On 9 July the final of the Port Glasgow benefit tournament was played at Ibrox, but with the loss of Taylor early in the game who was ordered off for kicking the Rangers goalkeeper, Rangers were rarely troubled and ran out winners by 4–1.

===August===
The 1892–93 season opened on 13 August with a friendly fixture in Dumfries against 5th KRV, and whilst the team was composed mostly of 2nd XI players, Dumbarton still managed a win by 3–2.

The league season opened a week later with a home tie against St Mirren. The loss of the backbone of the team – added to the three who had travelled south were Taylor who was suspended and McMillan who had yet to decide on his future, meant that the unbeaten league record at ‘fatal’ Boghead would be sorely tested and so it proved with the visitors leaving as the winners by 2–1.

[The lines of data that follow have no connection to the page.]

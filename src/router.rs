//! Routing between roles and the two stop conditions.
//!
//! The router is the only place that increments `iteration_count` and the
//! only place that declares termination. The ceiling check runs before the
//! `Done` check so that a success arriving exactly on the boundary iteration
//! still terminates, never an off-by-one past `max_iterations`.

use crate::state::{Role, RunState, StopReason};

/// What the loop driver should do next.
#[derive(Debug, Clone, Copy, PartialEq, Eq)]
pub enum Step {
    /// Dispatch this role; the iteration counter has been incremented.
    Run(Role),
    /// Stop. The state's `stop_reason` carries the reason.
    Terminal(StopReason),
}

/// Decide the next step from the current state.
pub fn route(state: &mut RunState) -> Step {
    if state.iteration_count >= state.max_iterations {
        state.stop(StopReason::ExhaustedIterations);
        // stop() keeps an earlier reason if one was already set.
        return Step::Terminal(state.stop_reason.unwrap_or(StopReason::ExhaustedIterations));
    }

    if state.active_role == Role::Done {
        // A role that reaches Done through the success path may leave the
        // reason unset; default it here.
        if state.stop_reason.is_none() {
            state.stop_reason = Some(StopReason::TestsPassing);
        }
        return Step::Terminal(state.stop_reason.unwrap_or(StopReason::TestsPassing));
    }

    state.iteration_count += 1;
    tracing::debug!(role = %state.active_role, iteration = state.iteration_count, "dispatch");
    Step::Run(state.active_role)
}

On the 27th, Dumbarton travelled to Ayr to play a friendly, and in a foul strewn game came away with a 1–1 draw.

===September===
On 3 September Dumbarton had the unenviable task of a visit on league business to Ibrox, and while most pundits expected an easy Rangers win, with the return of McMillan to the fold, Dumbarton put up a strong performance, and although leading twice eventually succumbed by 3–2.

The following week saw the visit of Leith Athletic to Boghead, and whilst the game was not great, a 2–1 win ensured that Dumbarton gained their first league points of the season.

It was meant to be a league visit to neighbours Renton on 20 September, but as the referee failed to appear, a friendly was played, which Dumbarton won 2–0.

A week later, despite having most of the play, Dumbarton allowed Third Lanark to leave Boghead with both points in the league encounter, the latter winning 2–1.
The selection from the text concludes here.